**What you are asked to do**
Retype, word for word, each line between the lines holding "## Best Practices" and "let backend = demo.backend.as_ref();", inclusive, and leave the rest of the data alone.

**Exercise data**
• • •

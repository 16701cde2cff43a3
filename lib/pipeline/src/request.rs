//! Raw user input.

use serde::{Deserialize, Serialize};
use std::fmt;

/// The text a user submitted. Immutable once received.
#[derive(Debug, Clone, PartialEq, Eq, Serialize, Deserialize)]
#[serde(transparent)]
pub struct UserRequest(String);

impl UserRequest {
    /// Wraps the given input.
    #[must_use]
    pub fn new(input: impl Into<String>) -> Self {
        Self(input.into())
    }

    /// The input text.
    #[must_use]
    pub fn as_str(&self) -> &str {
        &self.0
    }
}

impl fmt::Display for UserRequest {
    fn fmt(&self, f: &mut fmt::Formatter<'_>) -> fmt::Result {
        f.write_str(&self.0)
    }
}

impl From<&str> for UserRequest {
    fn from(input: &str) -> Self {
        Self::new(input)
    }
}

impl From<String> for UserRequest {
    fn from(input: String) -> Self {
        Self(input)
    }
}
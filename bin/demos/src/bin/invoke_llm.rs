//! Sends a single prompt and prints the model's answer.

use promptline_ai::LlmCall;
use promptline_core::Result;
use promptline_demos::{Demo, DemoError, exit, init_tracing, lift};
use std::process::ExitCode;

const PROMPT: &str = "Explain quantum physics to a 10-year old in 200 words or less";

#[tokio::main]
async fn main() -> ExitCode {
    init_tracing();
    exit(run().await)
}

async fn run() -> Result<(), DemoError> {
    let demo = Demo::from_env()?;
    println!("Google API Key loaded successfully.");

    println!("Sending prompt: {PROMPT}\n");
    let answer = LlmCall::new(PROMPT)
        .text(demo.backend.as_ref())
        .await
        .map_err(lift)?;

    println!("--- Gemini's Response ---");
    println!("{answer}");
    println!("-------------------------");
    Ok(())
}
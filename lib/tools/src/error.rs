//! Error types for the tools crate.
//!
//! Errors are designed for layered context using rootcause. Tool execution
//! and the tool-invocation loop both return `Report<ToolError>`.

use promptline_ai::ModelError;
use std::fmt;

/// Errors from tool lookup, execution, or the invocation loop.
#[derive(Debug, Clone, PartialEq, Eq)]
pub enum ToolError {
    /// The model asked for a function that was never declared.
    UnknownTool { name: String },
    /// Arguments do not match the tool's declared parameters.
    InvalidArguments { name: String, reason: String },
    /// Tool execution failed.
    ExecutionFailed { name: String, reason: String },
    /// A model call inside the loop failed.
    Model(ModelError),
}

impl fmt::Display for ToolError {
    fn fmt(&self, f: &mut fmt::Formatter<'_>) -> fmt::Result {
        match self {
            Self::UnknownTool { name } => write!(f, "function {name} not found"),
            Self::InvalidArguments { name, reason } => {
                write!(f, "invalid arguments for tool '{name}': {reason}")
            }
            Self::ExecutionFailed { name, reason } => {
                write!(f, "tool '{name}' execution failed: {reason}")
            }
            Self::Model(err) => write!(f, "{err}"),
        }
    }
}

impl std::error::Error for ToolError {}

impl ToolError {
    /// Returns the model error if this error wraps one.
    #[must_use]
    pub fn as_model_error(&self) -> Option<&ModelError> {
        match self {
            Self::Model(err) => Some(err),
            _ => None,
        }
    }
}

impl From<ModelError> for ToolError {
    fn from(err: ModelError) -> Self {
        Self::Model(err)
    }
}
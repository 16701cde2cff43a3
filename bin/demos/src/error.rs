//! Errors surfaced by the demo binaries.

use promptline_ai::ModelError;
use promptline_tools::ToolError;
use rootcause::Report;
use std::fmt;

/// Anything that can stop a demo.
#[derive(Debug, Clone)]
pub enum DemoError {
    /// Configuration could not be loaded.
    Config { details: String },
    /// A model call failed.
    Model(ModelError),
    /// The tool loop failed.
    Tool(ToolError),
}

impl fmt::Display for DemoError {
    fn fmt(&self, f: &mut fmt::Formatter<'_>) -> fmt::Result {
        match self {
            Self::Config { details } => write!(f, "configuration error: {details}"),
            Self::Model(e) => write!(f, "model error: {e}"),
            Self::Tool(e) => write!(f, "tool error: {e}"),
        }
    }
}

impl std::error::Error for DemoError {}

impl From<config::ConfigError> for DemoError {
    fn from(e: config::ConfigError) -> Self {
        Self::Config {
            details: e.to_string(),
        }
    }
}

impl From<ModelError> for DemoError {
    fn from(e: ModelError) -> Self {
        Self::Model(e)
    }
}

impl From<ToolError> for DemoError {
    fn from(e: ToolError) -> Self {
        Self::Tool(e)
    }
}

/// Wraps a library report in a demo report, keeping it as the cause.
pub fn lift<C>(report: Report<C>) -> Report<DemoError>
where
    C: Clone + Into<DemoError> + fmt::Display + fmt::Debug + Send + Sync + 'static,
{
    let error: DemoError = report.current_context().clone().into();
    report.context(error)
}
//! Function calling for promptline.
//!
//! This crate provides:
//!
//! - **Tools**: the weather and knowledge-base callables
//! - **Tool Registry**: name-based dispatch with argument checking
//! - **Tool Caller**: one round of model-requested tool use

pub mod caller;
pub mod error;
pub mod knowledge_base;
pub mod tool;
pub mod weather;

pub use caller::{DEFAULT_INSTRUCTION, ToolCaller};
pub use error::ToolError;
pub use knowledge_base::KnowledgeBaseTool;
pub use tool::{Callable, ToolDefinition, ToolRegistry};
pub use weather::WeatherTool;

• • •

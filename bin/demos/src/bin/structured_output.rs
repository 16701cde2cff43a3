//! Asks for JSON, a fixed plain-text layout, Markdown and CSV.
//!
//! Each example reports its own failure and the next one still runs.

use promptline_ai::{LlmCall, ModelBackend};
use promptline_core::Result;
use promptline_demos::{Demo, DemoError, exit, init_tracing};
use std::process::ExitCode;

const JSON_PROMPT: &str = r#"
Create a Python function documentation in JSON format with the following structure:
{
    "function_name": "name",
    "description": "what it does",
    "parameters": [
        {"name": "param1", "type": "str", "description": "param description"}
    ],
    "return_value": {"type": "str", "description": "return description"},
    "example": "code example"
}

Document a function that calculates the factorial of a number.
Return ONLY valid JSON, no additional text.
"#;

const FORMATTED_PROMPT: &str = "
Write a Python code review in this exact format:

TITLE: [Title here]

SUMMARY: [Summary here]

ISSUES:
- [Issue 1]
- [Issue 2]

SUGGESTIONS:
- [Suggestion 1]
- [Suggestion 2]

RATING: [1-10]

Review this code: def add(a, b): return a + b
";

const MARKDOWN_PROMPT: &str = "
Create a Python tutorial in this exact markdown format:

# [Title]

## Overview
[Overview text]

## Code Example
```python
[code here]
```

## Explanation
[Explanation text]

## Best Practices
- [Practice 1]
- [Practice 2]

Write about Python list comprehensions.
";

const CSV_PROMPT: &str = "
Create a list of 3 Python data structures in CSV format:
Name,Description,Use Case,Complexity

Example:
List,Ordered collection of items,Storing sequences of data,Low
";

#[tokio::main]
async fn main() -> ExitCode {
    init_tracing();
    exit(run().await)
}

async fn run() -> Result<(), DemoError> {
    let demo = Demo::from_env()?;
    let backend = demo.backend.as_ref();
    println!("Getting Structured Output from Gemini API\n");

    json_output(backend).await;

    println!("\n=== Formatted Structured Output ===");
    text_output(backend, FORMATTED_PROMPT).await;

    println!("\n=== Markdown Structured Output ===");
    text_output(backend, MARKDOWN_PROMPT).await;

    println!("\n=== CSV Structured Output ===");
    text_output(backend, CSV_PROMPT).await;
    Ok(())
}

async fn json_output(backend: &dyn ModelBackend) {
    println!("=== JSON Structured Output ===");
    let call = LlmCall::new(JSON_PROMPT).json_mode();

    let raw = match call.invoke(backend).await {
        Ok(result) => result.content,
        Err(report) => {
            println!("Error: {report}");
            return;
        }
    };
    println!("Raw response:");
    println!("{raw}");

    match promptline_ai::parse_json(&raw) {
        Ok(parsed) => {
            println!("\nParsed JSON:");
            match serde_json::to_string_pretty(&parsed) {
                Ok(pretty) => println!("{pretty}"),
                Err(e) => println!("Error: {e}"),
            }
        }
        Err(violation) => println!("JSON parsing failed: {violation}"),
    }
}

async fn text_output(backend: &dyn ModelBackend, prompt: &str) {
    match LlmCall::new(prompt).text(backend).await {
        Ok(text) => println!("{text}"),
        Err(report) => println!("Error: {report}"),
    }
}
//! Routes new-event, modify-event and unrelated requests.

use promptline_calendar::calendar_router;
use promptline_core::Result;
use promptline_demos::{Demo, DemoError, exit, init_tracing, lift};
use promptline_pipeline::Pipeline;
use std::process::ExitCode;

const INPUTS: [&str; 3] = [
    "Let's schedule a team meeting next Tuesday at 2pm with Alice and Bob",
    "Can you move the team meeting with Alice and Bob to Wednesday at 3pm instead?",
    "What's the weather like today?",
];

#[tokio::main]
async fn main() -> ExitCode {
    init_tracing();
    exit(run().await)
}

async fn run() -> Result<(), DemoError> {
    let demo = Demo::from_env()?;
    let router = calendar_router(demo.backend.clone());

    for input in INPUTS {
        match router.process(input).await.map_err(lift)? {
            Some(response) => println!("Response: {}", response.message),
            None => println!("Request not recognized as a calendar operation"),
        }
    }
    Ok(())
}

• • •

**Response box**
## Best Practices
- [Practice 1]
- [Practice 2]

Write about Python list comprehensions.
";

const CSV_PROMPT: &str = "
Create a list of 3 Python data structures in CSV format:
Name,Description,Use Case,Complexity

Example:
List,Ordered collection of items,Storing sequences of data,Low
";

#[tokio::main]
async fn main() -> ExitCode {
    init_tracing();
    exit(run().await)
}

async fn run() -> Result<(), DemoError> {
    let demo = Demo::from_env()?;
    let backend = demo.backend.as_ref();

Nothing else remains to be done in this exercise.